-- Opening Marker --

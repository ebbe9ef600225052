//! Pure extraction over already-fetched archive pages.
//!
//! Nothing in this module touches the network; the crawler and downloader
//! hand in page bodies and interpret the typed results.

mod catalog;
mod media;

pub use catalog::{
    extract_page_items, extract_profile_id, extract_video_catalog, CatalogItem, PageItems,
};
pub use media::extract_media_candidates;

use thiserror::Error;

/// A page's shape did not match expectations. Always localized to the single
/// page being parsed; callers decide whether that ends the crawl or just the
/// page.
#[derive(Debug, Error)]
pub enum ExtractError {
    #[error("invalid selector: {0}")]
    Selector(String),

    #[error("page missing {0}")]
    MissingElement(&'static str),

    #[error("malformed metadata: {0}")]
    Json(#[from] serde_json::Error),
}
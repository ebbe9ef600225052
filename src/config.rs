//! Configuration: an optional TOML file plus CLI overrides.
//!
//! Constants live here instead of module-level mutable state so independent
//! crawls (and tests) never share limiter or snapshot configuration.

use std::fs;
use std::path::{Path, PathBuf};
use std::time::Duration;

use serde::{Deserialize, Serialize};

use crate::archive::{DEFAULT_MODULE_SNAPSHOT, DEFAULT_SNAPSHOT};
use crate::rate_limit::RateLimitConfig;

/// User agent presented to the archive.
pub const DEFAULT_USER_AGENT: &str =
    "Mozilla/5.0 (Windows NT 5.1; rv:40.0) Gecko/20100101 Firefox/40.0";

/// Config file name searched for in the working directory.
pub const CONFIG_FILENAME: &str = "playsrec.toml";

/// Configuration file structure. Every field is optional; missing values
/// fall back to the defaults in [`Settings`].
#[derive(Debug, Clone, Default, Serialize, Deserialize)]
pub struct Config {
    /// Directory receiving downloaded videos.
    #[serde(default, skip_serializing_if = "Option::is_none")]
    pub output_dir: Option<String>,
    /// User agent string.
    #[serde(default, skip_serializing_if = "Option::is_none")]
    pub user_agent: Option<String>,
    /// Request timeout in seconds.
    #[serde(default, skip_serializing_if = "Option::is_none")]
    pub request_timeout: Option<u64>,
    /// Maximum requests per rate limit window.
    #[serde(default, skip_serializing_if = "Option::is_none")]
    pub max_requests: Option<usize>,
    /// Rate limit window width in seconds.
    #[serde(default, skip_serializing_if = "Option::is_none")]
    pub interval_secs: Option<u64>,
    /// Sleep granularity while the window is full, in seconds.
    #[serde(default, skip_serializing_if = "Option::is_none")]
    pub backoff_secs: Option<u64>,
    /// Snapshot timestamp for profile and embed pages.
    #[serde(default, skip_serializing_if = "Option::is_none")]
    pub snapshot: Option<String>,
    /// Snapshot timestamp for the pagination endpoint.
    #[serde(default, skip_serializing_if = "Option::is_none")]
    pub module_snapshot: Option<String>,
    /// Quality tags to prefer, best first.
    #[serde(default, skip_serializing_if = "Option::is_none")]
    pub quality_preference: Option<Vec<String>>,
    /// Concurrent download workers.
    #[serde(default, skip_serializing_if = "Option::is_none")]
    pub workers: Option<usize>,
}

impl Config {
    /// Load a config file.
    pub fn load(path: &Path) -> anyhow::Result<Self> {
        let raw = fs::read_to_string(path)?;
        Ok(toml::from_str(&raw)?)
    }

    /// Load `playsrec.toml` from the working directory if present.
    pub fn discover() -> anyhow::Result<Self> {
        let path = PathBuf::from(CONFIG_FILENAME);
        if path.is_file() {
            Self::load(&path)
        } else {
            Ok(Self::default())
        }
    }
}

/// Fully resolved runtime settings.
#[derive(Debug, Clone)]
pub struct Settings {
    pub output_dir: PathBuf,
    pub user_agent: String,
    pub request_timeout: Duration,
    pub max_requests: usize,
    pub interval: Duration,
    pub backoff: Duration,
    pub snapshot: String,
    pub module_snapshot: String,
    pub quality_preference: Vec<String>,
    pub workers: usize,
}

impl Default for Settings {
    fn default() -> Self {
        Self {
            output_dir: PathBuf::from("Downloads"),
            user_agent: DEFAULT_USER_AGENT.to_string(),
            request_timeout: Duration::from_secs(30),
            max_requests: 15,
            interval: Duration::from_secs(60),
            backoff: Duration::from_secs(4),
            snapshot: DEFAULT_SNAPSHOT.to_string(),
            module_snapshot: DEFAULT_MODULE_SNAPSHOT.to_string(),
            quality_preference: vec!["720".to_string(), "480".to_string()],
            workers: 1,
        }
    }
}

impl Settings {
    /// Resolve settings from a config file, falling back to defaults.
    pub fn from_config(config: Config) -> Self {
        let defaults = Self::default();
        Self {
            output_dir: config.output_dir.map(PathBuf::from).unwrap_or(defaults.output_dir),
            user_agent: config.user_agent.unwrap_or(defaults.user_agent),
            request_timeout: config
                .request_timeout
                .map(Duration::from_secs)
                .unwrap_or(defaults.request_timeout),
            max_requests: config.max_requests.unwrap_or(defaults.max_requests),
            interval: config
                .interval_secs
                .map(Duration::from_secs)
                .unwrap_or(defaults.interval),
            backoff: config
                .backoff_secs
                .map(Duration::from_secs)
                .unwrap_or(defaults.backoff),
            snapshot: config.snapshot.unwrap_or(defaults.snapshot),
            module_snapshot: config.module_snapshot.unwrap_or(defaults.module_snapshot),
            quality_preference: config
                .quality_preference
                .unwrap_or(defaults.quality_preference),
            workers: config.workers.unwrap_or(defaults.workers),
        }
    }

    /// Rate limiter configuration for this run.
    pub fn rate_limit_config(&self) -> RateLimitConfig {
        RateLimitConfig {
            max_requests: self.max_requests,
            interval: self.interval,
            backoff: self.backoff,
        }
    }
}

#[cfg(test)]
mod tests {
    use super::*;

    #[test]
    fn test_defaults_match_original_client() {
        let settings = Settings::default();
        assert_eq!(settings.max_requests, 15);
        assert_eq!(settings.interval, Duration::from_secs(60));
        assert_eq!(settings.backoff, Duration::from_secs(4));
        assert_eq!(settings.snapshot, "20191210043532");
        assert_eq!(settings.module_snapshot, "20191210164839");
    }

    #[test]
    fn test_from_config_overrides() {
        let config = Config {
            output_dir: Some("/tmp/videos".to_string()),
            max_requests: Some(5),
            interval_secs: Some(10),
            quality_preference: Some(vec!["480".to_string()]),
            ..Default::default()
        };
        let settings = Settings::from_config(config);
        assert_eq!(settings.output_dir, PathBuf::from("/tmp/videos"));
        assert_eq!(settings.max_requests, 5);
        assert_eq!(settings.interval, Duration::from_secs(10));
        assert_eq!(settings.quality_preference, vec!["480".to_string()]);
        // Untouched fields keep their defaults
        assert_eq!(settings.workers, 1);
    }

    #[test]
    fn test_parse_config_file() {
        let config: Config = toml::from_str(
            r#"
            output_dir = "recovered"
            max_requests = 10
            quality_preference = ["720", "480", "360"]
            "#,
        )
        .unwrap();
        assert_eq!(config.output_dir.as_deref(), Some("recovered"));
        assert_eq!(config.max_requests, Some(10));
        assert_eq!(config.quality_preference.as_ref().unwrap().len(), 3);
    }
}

-- Closing Marker --
-- Opening Marker --

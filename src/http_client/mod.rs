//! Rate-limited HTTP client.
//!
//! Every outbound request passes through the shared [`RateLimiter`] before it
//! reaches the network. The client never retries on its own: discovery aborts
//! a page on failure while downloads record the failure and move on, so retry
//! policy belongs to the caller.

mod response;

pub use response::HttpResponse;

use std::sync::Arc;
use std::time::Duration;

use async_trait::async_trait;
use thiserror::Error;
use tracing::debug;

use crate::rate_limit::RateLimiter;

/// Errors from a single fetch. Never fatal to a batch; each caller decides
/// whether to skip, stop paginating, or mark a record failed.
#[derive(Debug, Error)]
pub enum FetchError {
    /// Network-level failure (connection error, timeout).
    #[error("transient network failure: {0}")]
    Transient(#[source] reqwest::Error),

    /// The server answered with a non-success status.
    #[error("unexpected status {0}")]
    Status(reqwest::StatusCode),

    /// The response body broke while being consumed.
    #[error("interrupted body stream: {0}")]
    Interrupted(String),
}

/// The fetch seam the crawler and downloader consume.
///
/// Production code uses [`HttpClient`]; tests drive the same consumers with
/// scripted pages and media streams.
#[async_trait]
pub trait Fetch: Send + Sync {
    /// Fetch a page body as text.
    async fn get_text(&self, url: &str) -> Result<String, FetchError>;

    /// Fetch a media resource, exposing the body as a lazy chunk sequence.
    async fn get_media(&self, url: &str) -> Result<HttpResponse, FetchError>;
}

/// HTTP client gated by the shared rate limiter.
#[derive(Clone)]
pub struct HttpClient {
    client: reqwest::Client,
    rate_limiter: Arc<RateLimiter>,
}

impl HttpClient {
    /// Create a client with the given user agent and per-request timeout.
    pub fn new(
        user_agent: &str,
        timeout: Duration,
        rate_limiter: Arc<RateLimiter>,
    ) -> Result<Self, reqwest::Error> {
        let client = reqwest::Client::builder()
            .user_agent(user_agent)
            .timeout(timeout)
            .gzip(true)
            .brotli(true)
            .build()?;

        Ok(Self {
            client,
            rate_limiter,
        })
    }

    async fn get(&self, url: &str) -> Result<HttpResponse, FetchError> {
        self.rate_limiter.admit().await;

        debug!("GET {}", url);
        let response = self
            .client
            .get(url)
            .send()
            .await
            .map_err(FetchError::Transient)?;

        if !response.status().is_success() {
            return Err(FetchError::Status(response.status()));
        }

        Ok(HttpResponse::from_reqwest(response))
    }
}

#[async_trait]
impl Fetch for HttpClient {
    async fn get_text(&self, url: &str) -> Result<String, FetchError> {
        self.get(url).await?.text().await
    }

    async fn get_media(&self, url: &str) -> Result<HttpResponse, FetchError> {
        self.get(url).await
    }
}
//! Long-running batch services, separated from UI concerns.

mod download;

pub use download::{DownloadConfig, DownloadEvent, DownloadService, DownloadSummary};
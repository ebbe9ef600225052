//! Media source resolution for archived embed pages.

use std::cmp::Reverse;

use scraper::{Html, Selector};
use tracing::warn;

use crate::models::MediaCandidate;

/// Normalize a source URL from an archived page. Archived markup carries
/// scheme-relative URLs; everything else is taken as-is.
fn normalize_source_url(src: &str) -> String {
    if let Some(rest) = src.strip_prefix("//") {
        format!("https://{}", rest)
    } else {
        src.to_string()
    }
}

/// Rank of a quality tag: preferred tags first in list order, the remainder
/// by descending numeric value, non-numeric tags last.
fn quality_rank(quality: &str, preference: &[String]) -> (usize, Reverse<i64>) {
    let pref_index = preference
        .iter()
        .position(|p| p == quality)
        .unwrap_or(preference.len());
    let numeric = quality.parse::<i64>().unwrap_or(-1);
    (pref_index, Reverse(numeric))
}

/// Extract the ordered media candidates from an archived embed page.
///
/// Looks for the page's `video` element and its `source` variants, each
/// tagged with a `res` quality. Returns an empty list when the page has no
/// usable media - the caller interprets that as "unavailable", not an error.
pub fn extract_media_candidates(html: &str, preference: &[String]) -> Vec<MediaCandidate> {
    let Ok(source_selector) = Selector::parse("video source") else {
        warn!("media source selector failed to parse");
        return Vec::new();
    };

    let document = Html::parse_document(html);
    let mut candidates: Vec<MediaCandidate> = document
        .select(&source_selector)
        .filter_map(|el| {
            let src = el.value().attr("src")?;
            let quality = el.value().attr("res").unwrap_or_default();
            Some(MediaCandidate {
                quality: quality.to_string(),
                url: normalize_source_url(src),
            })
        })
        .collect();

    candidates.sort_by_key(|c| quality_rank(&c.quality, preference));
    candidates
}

-- Closing Marker --

Only the lines with the string "first" are wanted; pick them out of the records above and copy them.

    /// Quality tags to prefer, best first.
/// Rank of a quality tag: preferred tags first in list order, the remainder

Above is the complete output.